What this task involves: Count up the lines below that hold "STOPWORDS", then give that count by itself.

Records shown:
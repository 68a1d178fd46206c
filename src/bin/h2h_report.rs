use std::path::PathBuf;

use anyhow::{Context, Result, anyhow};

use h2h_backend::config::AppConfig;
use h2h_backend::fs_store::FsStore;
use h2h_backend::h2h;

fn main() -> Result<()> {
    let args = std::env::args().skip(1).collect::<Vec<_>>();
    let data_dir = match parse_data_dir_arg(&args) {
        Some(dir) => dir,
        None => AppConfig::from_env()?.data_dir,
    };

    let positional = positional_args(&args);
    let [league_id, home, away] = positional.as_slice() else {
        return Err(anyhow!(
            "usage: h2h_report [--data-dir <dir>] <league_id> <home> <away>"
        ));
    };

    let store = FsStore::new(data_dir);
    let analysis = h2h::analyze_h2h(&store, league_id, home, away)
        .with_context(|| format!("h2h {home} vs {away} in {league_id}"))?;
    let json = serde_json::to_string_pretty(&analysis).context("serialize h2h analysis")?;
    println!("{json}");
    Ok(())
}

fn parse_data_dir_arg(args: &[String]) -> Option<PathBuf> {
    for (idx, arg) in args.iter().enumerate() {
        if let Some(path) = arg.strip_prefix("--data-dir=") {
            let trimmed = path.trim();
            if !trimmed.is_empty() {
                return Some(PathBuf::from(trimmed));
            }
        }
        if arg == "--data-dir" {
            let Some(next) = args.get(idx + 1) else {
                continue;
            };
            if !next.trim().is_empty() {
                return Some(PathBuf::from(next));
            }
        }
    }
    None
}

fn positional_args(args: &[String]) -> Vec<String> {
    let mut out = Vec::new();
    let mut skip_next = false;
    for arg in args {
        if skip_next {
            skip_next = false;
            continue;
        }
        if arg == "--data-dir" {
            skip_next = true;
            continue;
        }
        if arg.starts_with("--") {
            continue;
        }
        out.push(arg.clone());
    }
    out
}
--
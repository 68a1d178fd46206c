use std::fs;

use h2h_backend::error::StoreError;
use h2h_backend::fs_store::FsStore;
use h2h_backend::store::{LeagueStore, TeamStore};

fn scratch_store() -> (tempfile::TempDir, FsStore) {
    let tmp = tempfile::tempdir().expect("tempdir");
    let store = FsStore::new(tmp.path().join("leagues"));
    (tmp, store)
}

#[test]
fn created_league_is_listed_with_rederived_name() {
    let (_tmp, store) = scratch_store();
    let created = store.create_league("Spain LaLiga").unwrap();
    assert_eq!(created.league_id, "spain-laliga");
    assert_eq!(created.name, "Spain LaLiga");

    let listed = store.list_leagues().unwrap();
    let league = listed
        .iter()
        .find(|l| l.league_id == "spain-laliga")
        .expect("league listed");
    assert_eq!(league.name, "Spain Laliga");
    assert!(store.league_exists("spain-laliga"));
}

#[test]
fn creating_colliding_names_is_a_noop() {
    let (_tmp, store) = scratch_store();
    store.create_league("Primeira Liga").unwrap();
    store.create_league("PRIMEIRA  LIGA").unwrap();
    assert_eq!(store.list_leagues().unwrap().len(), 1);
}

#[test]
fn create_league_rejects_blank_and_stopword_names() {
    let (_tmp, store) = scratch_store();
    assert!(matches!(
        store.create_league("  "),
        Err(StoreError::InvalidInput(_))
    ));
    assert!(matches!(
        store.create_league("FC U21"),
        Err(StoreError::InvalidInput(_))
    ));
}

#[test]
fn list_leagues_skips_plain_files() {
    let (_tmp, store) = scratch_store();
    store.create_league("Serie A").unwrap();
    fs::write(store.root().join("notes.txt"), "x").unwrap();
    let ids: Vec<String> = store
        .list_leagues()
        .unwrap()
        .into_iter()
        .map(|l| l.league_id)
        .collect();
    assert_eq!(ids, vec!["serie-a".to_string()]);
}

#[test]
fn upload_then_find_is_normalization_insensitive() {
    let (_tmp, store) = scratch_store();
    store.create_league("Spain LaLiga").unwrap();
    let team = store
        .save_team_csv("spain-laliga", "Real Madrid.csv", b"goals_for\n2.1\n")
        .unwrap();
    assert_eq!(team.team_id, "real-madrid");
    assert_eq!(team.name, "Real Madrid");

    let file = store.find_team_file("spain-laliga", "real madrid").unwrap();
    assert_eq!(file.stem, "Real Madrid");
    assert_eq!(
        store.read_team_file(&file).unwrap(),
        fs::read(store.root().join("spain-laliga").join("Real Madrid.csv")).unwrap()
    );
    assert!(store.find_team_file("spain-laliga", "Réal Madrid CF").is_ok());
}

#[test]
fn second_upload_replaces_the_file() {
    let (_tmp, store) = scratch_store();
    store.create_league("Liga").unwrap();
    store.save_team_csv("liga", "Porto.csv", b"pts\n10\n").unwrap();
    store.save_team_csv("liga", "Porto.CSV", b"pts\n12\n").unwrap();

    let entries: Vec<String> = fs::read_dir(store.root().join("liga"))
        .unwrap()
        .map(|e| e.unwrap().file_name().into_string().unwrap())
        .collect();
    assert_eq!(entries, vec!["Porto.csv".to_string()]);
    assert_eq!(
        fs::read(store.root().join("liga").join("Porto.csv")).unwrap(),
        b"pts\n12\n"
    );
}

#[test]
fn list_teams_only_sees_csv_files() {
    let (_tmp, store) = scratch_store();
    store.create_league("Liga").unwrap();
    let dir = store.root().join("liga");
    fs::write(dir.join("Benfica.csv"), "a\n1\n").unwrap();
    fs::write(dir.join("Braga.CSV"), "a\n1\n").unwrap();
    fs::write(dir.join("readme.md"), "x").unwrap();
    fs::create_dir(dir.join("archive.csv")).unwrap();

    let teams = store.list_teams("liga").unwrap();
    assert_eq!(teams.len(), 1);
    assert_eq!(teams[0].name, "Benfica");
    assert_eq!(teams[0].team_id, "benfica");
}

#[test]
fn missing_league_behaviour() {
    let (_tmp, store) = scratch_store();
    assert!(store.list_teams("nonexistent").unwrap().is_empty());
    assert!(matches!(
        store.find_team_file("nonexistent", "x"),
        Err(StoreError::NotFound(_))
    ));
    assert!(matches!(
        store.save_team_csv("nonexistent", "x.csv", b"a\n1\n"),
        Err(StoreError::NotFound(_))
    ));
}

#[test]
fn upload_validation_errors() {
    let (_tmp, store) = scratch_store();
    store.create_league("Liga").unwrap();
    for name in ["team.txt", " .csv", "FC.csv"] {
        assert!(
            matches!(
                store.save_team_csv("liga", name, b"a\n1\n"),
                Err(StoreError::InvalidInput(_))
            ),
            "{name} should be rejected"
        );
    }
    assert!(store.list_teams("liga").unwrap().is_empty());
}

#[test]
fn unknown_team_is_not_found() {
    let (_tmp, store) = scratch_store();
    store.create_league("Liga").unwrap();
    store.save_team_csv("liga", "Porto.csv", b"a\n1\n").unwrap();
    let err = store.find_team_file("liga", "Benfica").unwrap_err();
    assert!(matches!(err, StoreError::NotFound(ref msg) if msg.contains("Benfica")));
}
...
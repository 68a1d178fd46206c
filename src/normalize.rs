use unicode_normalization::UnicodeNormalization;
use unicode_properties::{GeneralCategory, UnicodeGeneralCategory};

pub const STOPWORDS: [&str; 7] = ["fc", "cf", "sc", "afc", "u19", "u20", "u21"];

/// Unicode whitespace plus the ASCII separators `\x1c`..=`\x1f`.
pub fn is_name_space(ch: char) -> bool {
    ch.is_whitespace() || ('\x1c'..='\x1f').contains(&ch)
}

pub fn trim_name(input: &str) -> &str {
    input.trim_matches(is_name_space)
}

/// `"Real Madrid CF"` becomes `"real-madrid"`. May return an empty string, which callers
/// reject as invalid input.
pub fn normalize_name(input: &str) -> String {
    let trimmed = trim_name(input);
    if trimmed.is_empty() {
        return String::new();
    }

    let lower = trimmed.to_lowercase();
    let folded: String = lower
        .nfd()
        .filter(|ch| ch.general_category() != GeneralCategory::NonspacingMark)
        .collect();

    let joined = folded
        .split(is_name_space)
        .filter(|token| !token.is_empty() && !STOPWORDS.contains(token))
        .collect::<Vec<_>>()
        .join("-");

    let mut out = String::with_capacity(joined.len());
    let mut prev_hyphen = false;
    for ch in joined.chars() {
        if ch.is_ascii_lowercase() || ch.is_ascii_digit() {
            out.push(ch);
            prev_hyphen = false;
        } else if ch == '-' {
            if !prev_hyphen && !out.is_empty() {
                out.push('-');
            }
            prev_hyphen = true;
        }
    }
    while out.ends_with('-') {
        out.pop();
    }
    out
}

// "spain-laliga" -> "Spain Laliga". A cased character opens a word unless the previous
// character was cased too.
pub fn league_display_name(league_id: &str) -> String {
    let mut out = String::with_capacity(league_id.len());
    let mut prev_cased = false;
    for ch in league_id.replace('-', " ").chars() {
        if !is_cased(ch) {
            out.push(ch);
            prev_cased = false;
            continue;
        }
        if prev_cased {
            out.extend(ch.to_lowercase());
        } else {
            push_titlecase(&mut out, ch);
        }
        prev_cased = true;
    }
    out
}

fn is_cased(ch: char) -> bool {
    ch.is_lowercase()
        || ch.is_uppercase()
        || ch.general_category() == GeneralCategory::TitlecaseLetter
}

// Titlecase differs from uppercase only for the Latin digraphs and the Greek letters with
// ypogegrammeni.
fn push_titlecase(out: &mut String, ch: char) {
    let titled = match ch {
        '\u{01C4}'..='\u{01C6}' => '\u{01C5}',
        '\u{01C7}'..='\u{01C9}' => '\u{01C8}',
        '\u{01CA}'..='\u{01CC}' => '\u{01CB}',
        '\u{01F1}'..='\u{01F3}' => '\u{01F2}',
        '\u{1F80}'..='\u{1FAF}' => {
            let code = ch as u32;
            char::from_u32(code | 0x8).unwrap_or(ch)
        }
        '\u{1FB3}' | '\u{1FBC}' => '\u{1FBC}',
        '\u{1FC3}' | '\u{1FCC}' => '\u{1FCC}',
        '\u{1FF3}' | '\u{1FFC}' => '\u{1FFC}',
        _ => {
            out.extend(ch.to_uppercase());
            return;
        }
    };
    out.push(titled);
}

Exercise output: 2